Когда атаман Синельников уразумел прапорщикову болтовню, он вспылил, опрокинул со столика бутылки и стаканы, поднялся на ноги — черный, свирепый, по-пьяному радостно-злой:
— Молчать!.. — гаркнул он. — Не сметь! — Я покажу — крышка!... Я покажу!..
Ноготков, не выходя из своего меланхолического настроения, посмотрел на атамана, покачал головой, сожалительно усмехнулся:
— Ты-то прикажешь?.. Ты?!. Да ты не смеешь. Я ведь тоже офицер... Да.
Синельников дернулся к нему. Слегка задержанный поручиком Канабеевским, он выдохнул из себя:
— Сволочь ты, эсер, большевик!.. Гадина ты, а не офицер!..
Тогда Ноготков медленно встал, медленно отвел руку и медленно, но верно влепил атаману оплеуху:
— Вот тебе: за все!.. Да...
После свалки, в которой принят участие и унимавший Канабеевский, когда набежали из соседних купэ офицеры, встал вопрос об оскорбленной чести. Атаман потребовал немедленного поединка.

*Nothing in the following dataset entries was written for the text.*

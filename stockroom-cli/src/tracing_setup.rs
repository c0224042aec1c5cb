//! Tracing setup for the stockroom CLI
//!
//! Usage:
//!   stockroom --debug serve            # Debug logging to console
//!   RUST_LOG=stockroom=debug ...       # Fine-grained log control

use anyhow::{anyhow, Result};
use tracing_subscriber::EnvFilter;

/// Initialize tracing with console output.
pub fn init_tracing(debug: bool) -> Result<()> {
    let filter = if debug {
        // Debug mode: set debug level unless RUST_LOG is explicitly set
        EnvFilter::try_from_default_env().unwrap_or_else(|_| EnvFilter::new("debug"))
    } else {
        EnvFilter::try_from_default_env().unwrap_or_else(|_| EnvFilter::new("info"))
    };

    tracing_subscriber::fmt()
        .with_env_filter(filter)
        .with_target(debug) // Show targets in debug mode
        .compact()
        .try_init()
        .map_err(|err| anyhow!(err))
}
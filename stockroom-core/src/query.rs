//! Scalar statement parameters and query output.
//!
//! Route handlers never touch the driver's argument types; they hand
//! scalars across this boundary and the core binds them in order.

use sqlx::postgres::{PgArguments, PgRow};
use sqlx::query::Query;
use sqlx::Postgres;

/// A positional scalar parameter for a statement issued through the core.
///
/// NULLs keep their declared type so the server can plan against typed
/// placeholders (an untyped NULL in a float column is a type error).
#[derive(Debug, Clone, PartialEq)]
pub enum SqlParam {
    Int(Option<i64>),
    Float(Option<f64>),
    Text(Option<String>),
    Bool(Option<bool>),
}

impl SqlParam {
    pub(crate) fn bind_onto<'q>(
        &'q self,
        query: Query<'q, Postgres, PgArguments>,
    ) -> Query<'q, Postgres, PgArguments> {
        match self {
            Self::Int(value) => query.bind(*value),
            Self::Float(value) => query.bind(*value),
            Self::Text(value) => query.bind(value.as_deref()),
            Self::Bool(value) => query.bind(*value),
        }
    }
}

impl From<i64> for SqlParam {
    fn from(value: i64) -> Self {
        Self::Int(Some(value))
    }
}

impl From<i32> for SqlParam {
    fn from(value: i32) -> Self {
        Self::Int(Some(i64::from(value)))
    }
}

impl From<f64> for SqlParam {
    fn from(value: f64) -> Self {
        Self::Float(Some(value))
    }
}

impl From<bool> for SqlParam {
    fn from(value: bool) -> Self {
        Self::Bool(Some(value))
    }
}

impl From<String> for SqlParam {
    fn from(value: String) -> Self {
        Self::Text(Some(value))
    }
}

impl From<&str> for SqlParam {
    fn from(value: &str) -> Self {
        Self::Text(Some(value.to_owned()))
    }
}

impl From<Option<String>> for SqlParam {
    fn from(value: Option<String>) -> Self {
        Self::Text(value)
    }
}

impl From<Option<f64>> for SqlParam {
    fn from(value: Option<f64>) -> Self {
        Self::Float(value)
    }
}

/// Rows and row count returned by a one-shot query.
#[derive(Debug)]
pub struct QueryOutput {
    pub rows: Vec<PgRow>,
    pub row_count: u64,
}

#[cfg(test)]
mod tests {
    use super::*;

    #[test]
    fn conversions_preserve_values() {
        assert_eq!(SqlParam::from(7i32), SqlParam::Int(Some(7)));
        assert_eq!(SqlParam::from("name"), SqlParam::Text(Some("name".into())));
        assert_eq!(SqlParam::from(None::<f64>), SqlParam::Float(None));
        assert_eq!(
            SqlParam::from(Some("x".to_string())),
            SqlParam::Text(Some("x".into()))
        );
    }
}
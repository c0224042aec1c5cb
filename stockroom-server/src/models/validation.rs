//! Validation error types

use std::fmt;

/// Validation error for request bodies
#[derive(Debug, Clone)]
pub enum ValidationError {
    /// Field is missing or empty when it shouldn't be
    Empty { field: &'static str },

    /// Field exceeds maximum length
    TooLong { field: &'static str, max: usize },
}

impl fmt::Display for ValidationError {
    fn fmt(&self, f: &mut fmt::Formatter<'_>) -> fmt::Result {
        match self {
            Self::Empty { field } => write!(f, "{} is required", field),
            Self::TooLong { field, max } => {
                write!(f, "{} exceeds maximum length of {} characters", field, max)
            }
        }
    }
}

impl std::error::Error for ValidationError {}

#[cfg(test)]
mod tests {
    use super::*;

    #[test]
    fn error_display() {
        assert_eq!(
            ValidationError::Empty { field: "name" }.to_string(),
            "name is required"
        );
        assert_eq!(
            ValidationError::TooLong {
                field: "name",
                max: 255
            }
            .to_string(),
            "name exceeds maximum length of 255 characters"
        );
    }
}
//! Connection pool lifecycle.
//!
//! The manager owns at most one live pool at a time, constructed lazily on
//! first acquisition and discarded by idle reclamation. Construction is
//! guarded so concurrent cold-start acquisitions cannot build two pools
//! and leak one of them un-closed.

use std::sync::atomic::{AtomicUsize, Ordering};
use std::sync::Mutex as StdMutex;

use sqlx::postgres::PgPoolOptions;
use sqlx::{Connection, PgPool};
use tokio::sync::Mutex;
use tokio::time::{Duration, Instant};

use crate::config::ConnectionConfig;
use crate::error::{DbError, Result};
use crate::lease::{LeasedClient, LEASE_DIAGNOSTIC_THRESHOLD};
use crate::query::{QueryOutput, SqlParam};

/// Last-acquisition timestamp, read by the idle reclamation check.
#[derive(Debug)]
struct ActivityClock {
    last_activity: StdMutex<Instant>,
}

impl ActivityClock {
    fn new() -> Self {
        Self {
            last_activity: StdMutex::new(Instant::now()),
        }
    }

    fn touch(&self) {
        *self.last_activity.lock().unwrap() = Instant::now();
    }

    fn idle_for(&self) -> Duration {
        self.last_activity.lock().unwrap().elapsed()
    }
}

/// Owns the process-wide connection pool and its activity clock.
///
/// Constructed once at startup and injected wherever the store is needed;
/// there is no module-level global.
pub struct PoolManager {
    config: ConnectionConfig,
    pool: Mutex<Option<PgPool>>,
    clock: ActivityClock,
    pools_built: AtomicUsize,
}

impl PoolManager {
    pub fn new(config: ConnectionConfig) -> Self {
        Self {
            config,
            pool: Mutex::new(None),
            clock: ActivityClock::new(),
            pools_built: AtomicUsize::new(0),
        }
    }

    pub fn config(&self) -> &ConnectionConfig {
        &self.config
    }

    /// Return the live pool, constructing it on first use.
    ///
    /// Holding the slot lock across the check-and-set makes construction
    /// single-flight: concurrent cold-start calls all receive the same
    /// pool. Construction itself is lazy, so no connection is opened until
    /// the first statement runs.
    pub async fn acquire_pool(&self) -> PgPool {
        self.clock.touch();

        let mut slot = self.pool.lock().await;
        if let Some(pool) = slot.as_ref() {
            return pool.clone();
        }

        let pool = self.build_pool();
        self.pools_built.fetch_add(1, Ordering::Relaxed);
        tracing::info!(
            max_connections = self.config.max_connections,
            "constructed connection pool"
        );
        *slot = Some(pool.clone());
        pool
    }

    fn build_pool(&self) -> PgPool {
        PgPoolOptions::new()
            .max_connections(self.config.max_connections)
            .idle_timeout(self.config.idle_timeout)
            .acquire_timeout(self.config.connect_timeout)
            .test_before_acquire(false)
            .before_acquire(|conn, _meta| {
                Box::pin(async move {
                    // A connection that broke while idle must not surface
                    // to the caller; discard it and open a fresh one.
                    if let Err(err) = conn.ping().await {
                        tracing::warn!(error = %err, "discarding broken idle connection");
                        return Ok(false);
                    }
                    Ok(true)
                })
            })
            .connect_lazy_with(self.config.pg_options())
    }

    /// One-shot query: acquire the pool, execute, log, return rows.
    pub async fn run_query(&self, text: &str, params: &[SqlParam]) -> Result<QueryOutput> {
        let pool = self.acquire_pool().await;

        let started = Instant::now();
        let mut query = sqlx::query(text);
        for param in params {
            query = param.bind_onto(query);
        }

        let rows = query
            .fetch_all(&pool)
            .await
            .map_err(|source| DbError::query(text, source))?;

        tracing::debug!(
            statement = text,
            duration_ms = started.elapsed().as_millis() as u64,
            rows = rows.len(),
            "executed query"
        );

        Ok(QueryOutput {
            row_count: rows.len() as u64,
            rows,
        })
    }

    /// Check one connection out of the pool for multi-statement use.
    ///
    /// The caller owns the lease and must release it; a diagnostic is
    /// logged if the lease is held past the threshold.
    pub async fn lease_client(&self) -> Result<LeasedClient> {
        let pool = self.acquire_pool().await;
        let conn = pool.acquire().await.map_err(DbError::connection)?;
        Ok(LeasedClient::wrap(conn, LEASE_DIAGNOSTIC_THRESHOLD))
    }

    /// Remove and return the current pool, if any.
    pub(crate) async fn take_pool(&self) -> Option<PgPool> {
        self.pool.lock().await.take()
    }

    /// Drop the current pool reference; the next acquisition constructs a
    /// fresh pool.
    pub async fn reset_pool(&self) {
        self.take_pool().await;
    }

    /// Whether a pool currently exists, without constructing one.
    pub async fn has_pool(&self) -> bool {
        self.pool.lock().await.is_some()
    }

    /// Elapsed time since the last acquisition.
    pub fn idle_for(&self) -> Duration {
        self.clock.idle_for()
    }

    /// Number of pools constructed over the life of this manager.
    pub fn pools_built(&self) -> usize {
        self.pools_built.load(Ordering::Relaxed)
    }
}

#[cfg(test)]
mod tests {
    use std::sync::Arc;

    use super::*;
    use crate::config::Profile;

    fn test_config() -> ConnectionConfig {
        ConnectionConfig {
            host: "localhost".into(),
            port: 5432,
            user: "user".into(),
            password: "password".into(),
            database: "stockroom_test".into(),
            use_tls: false,
            max_connections: 2,
            idle_timeout: Duration::from_millis(30_000),
            connect_timeout: Duration::from_millis(5_000),
            profile: Profile::Serverless,
        }
    }

    #[tokio::test]
    async fn concurrent_first_acquisitions_build_one_pool() {
        let manager = Arc::new(PoolManager::new(test_config()));

        let tasks: Vec<_> = (0..8)
            .map(|_| {
                let manager = Arc::clone(&manager);
                tokio::spawn(async move { manager.acquire_pool().await })
            })
            .collect();

        for task in tasks {
            task.await.expect("acquire task panicked");
        }

        assert_eq!(manager.pools_built(), 1);
        assert!(manager.has_pool().await);
    }

    #[tokio::test]
    async fn repeated_acquisition_reuses_the_pool() {
        let manager = PoolManager::new(test_config());

        manager.acquire_pool().await;
        manager.acquire_pool().await;
        manager.acquire_pool().await;

        assert_eq!(manager.pools_built(), 1);
    }

    #[tokio::test]
    async fn reset_forces_a_fresh_pool() {
        let manager = PoolManager::new(test_config());

        manager.acquire_pool().await;
        manager.reset_pool().await;
        assert!(!manager.has_pool().await);

        manager.acquire_pool().await;
        assert_eq!(manager.pools_built(), 2);
    }

    #[tokio::test(start_paused = true)]
    async fn acquisition_touches_the_activity_clock() {
        let manager = PoolManager::new(test_config());

        tokio::time::sleep(Duration::from_millis(500)).await;
        assert!(manager.idle_for() >= Duration::from_millis(500));

        manager.acquire_pool().await;
        assert!(manager.idle_for() < Duration::from_millis(10));
    }

    #[tokio::test]
    #[ignore = "requires database"]
    async fn run_query_returns_rows_and_count() {
        let manager = PoolManager::new(ConnectionConfig::from_env(Profile::Server));

        let output = manager
            .run_query("SELECT 1 AS one", &[])
            .await
            .expect("query failed");

        assert_eq!(output.row_count, 1);
        assert_eq!(output.rows.len(), 1);
    }
}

— Дуэль!.. — кричал он. — Я не позволю каждому хаму марать честь мундира!..
— Я на дуэль согласен! — рвался Ноготков. — Я ведь тоже ему не кто-нибудь!.. Да!..
Когда стали решать вопрос о форме поединка, атаман, немного протрезвившийся от всей перепалки, злорадно посмотрел на Ноготкова и заявил:
— Я требую американскую дуэль!.. Чтоб без всяких цирлих-манирлихов: попадется кому жребий стреляться — катись колбаской!..
— Мне все равно! — качнул головой прапорщик. — Я не возражаю: пускай этот милостгосударь отправляется на тот свет по-американскому способу. Да!..
И вот тогда-то поручику Канабеевскому пришлось порыться в своем чемодане, оторвать из пачки верхний листок и пожертвовать его на общее дело.
Через час писали рапорт о кончившем самоубийством прапорщике Ноготкове, Василии Артемьевиче, 23 лет.